A l’intérieur du trou noir de la Sécu, il y a un autre trou, qui est l’une des marottes du Premier Ministre François Fillon. A l’aide de son téléscope ultraperfectionné, il a observé que les bolcheviques, en plus de se refiler des microbes de leur plein gré, faisaient aussi de leur mieux pour vieillir si vite que les actifs n’arrivent plus à cotiser à un rythme assez soutenu pour assurer une rente pour leurs vieux jours. Il nous avait pourtant juré sur tous les tons et tous les modes, sauf le phrygien qui lui rappelle le bonnet révolutionnaire du même nom et dont l’étymologie grecque lui rappelle la crise, que sa dernière réforme était financée pour les siècles des siècles. Mais comme les quanta sont une discipline ardue, M. Fillon refait régulièrement ses calculs et propose une nouvelle réforme des retraites tous les deux ans. Comme la croissance économique n’est pas aussi vigoureuse que prévue (les prévisions étant en général aussi fiables que l’estimation de la date de la fin du monde), le sinistre ministre envisage d’aligner le régime de retraite français sur le modèle allemand et de repousser la fin de carrière à 67 ans, privant du même coup « Des chiffres et des lettres » d’une bonne partie de son public. Là encore, pas question d’élargir l’assiette de cotisations en échaffaudant une vraie politique d’emploi ou en ouvrant un appel à l’immigration comme le préconise Dominique Staline Kahn, parce que les politiques à long terme ne rapportent pas autant que les rétrocommissions, et sont peu porteuses électoralement tant le commun des votants n’a pas l’esprit assez fin pour mesurer des ordres de grandeur en années lumières comme M. Fillon et son équipe de chercheurs du Medef, qui sont à la recherche scientifique sur les trous noirs français ce qu’Elisabeth Teissier est à l’astrologie: des sommités, et des références internationales.
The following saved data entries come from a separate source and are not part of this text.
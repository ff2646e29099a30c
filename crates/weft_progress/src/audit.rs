//! Lifecycle auditing for recorded progress streams.
//!
//! Checks that a stream obeys the per-step ordering
//! `Started, Progress*, Terminal` (a skipped or cancelled step may have no
//! `Started`), that each step and the plan end exactly once, that the plan
//! terminal event is last and that `seq` strictly increases.

use crate::event::{ProgressEvent, ProgressKind};
use serde::{Deserialize, Serialize};
use std::collections::HashMap;
use weft_core::StepId;

/// Lifecycle violation
#[derive(Debug, Clone, PartialEq, Eq, thiserror::Error)]
pub enum LifecycleError {
    /// The first event was not `PlanStarted`
    #[error("stream does not begin with planStarted (seq {seq})")]
    PlanNotStarted {
        /// Offending event
        seq: u64,
    },

    /// A second `PlanStarted`
    #[error("duplicate planStarted at seq {seq}")]
    DuplicatePlanStart {
        /// Offending event
        seq: u64,
    },

    /// Sequence numbers went backwards or repeated
    #[error("seq {found} does not follow {previous}")]
    OutOfOrder {
        /// Last accepted seq
        previous: u64,
        /// Offending seq
        found: u64,
    },

    /// Anything after the plan's terminal event
    #[error("event at seq {seq} after plan terminal event")]
    EventAfterPlanTerminal {
        /// Offending event
        seq: u64,
    },

    /// A step-level event with no step id
    #[error("{event} at seq {seq} has no step id")]
    MissingStepId {
        /// Offending event
        seq: u64,
        /// Event name
        event: &'static str,
    },

    /// A step was started twice
    #[error("step '{step}' started twice")]
    DuplicateStart {
        /// Offending step
        step: StepId,
    },

    /// Progress or completion for a step that never started
    #[error("{event} for step '{step}' before stepStarted")]
    StepNotStarted {
        /// Offending step
        step: StepId,
        /// Event name
        event: &'static str,
    },

    /// Anything for a step after its terminal event
    #[error("{event} for step '{step}' after its terminal event")]
    EventAfterStepTerminal {
        /// Offending step
        step: StepId,
        /// Event name
        event: &'static str,
    },

    /// The plan ended while a step was still running
    #[error("plan ended while step '{step}' was running")]
    UnterminatedStep {
        /// Offending step
        step: StepId,
    },

    /// The stream ended without a plan terminal event
    #[error("stream ended without a plan terminal event")]
    MissingPlanTerminal,

    /// Not every step of the plan reached a terminal event
    #[error("{terminal} of {expected} steps reached a terminal event")]
    StepCountMismatch {
        /// Steps announced by `PlanStarted`
        expected: usize,
        /// Steps with a terminal event
        terminal: usize,
    },
}

/// Counts gathered while auditing
#[derive(Debug, Clone, Default, PartialEq, Eq, Serialize, Deserialize)]
#[serde(rename_all = "camelCase")]
pub struct AuditSummary {
    /// Events observed
    pub events: usize,
    /// Steps that completed
    pub completed: usize,
    /// Steps that failed
    pub failed: usize,
    /// Steps that were skipped
    pub skipped: usize,
    /// Steps that were cancelled
    pub cancelled: usize,
    /// Progress ticks observed
    pub progress_ticks: usize,
}

#[derive(Debug, Clone, Copy, PartialEq, Eq)]
enum StepPhase {
    Running,
    Finished,
}

/// Incremental lifecycle checker
#[derive(Debug, Default)]
pub struct LifecycleAuditor {
    /// Steps announced by `PlanStarted`
    total_steps: Option<usize>,
    /// Last accepted seq
    last_seq: Option<u64>,
    /// Whether the plan terminal event has been seen
    plan_finished: bool,
    /// Phase per step
    steps: HashMap<StepId, StepPhase>,
    /// Running counts
    summary: AuditSummary,
}

impl LifecycleAuditor {
    /// Create a new auditor
    #[must_use]
    pub fn new() -> Self {
        Self::default()
    }

    /// Check one event against everything seen so far
    ///
    /// # Errors
    ///
    /// Returns the first lifecycle rule the event breaks
    pub fn observe(&mut self, event: &ProgressEvent) -> Result<(), LifecycleError> {
        let seq = event.seq;

        if let Some(previous) = self.last_seq {
            if seq <= previous {
                return Err(LifecycleError::OutOfOrder {
                    previous,
                    found: seq,
                });
            }
        }
        if self.plan_finished {
            return Err(LifecycleError::EventAfterPlanTerminal { seq });
        }

        match &event.kind {
            ProgressKind::PlanStarted { total_steps } => {
                if self.total_steps.is_some() {
                    return Err(LifecycleError::DuplicatePlanStart { seq });
                }
                self.total_steps = Some(*total_steps);
            }
            _ if self.total_steps.is_none() => {
                return Err(LifecycleError::PlanNotStarted { seq });
            }
            kind if kind.is_plan_terminal() => {
                if let Some((step, _)) = self
                    .steps
                    .iter()
                    .find(|(_, phase)| **phase == StepPhase::Running)
                {
                    return Err(LifecycleError::UnterminatedStep { step: step.clone() });
                }
                self.plan_finished = true;
            }
            kind => self.observe_step(event, kind)?,
        }

        self.last_seq = Some(seq);
        self.summary.events += 1;
        Ok(())
    }

    fn observe_step(&mut self, event: &ProgressEvent, kind: &ProgressKind) -> Result<(), LifecycleError> {
        let name = kind.name();
        let Some(step) = event.step_id.as_ref() else {
            return Err(LifecycleError::MissingStepId {
                seq: event.seq,
                event: name,
            });
        };
        let phase = self.steps.get(step).copied();

        if phase == Some(StepPhase::Finished) {
            return Err(LifecycleError::EventAfterStepTerminal {
                step: step.clone(),
                event: name,
            });
        }

        match kind {
            ProgressKind::StepStarted { .. } => {
                if phase.is_some() {
                    return Err(LifecycleError::DuplicateStart { step: step.clone() });
                }
                self.steps.insert(step.clone(), StepPhase::Running);
            }
            ProgressKind::StepProgress { .. } => {
                if phase.is_none() {
                    return Err(LifecycleError::StepNotStarted {
                        step: step.clone(),
                        event: name,
                    });
                }
                self.summary.progress_ticks += 1;
            }
            ProgressKind::StepCompleted { .. } | ProgressKind::StepFailed { .. } => {
                if phase.is_none() {
                    return Err(LifecycleError::StepNotStarted {
                        step: step.clone(),
                        event: name,
                    });
                }
                if matches!(kind, ProgressKind::StepCompleted { .. }) {
                    self.summary.completed += 1;
                } else {
                    self.summary.failed += 1;
                }
                self.steps.insert(step.clone(), StepPhase::Finished);
            }
            ProgressKind::StepSkipped { .. } => {
                self.summary.skipped += 1;
                self.steps.insert(step.clone(), StepPhase::Finished);
            }
            ProgressKind::StepCancelled => {
                self.summary.cancelled += 1;
                self.steps.insert(step.clone(), StepPhase::Finished);
            }
            _ => {}
        }

        Ok(())
    }

    /// Check a whole recorded stream
    ///
    /// # Errors
    ///
    /// Returns the first violation found, including a missing plan
    /// terminal event or steps that never finished
    pub fn validate_sequence(&mut self, events: &[ProgressEvent]) -> Result<AuditSummary, LifecycleError> {
        for event in events {
            self.observe(event)?;
        }
        self.finish()
    }

    /// Check that the stream is complete
    ///
    /// # Errors
    ///
    /// Returns error if the plan never ended or a step has no terminal event
    pub fn finish(&self) -> Result<AuditSummary, LifecycleError> {
        if !self.plan_finished {
            return Err(LifecycleError::MissingPlanTerminal);
        }

        let terminal = self
            .steps
            .values()
            .filter(|phase| **phase == StepPhase::Finished)
            .count();
        let expected = self.total_steps.unwrap_or(0);
        if terminal != expected {
            return Err(LifecycleError::StepCountMismatch { expected, terminal });
        }

        Ok(self.summary.clone())
    }

    /// Counts gathered so far
    #[must_use]
    pub fn summary(&self) -> &AuditSummary {
        &self.summary
    }

    /// Forget everything seen
    pub fn reset(&mut self) {
        *self = Self::default();
    }
}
On ne peut que féliciter leur abnégation tant la disette touche aussi les vrais chercheurs qui essaient avec les moyens du bord de trouver des remèdes aux maladies qui affectent l’humanité pendant que l’Oréal paie grassement des arrivistes pour rendre nos cheveux plus brillants et moins cassants.

Dans un prochain épisode, nous interviewerons Nadine De Rothschild pour savoir si la bienséance impose un ordre protocolaire dans les chantiers de destruction du service public, ou si ces mesurettes ne sont que des petits-fours avant la grande exposition de fourberies de la présidentielle.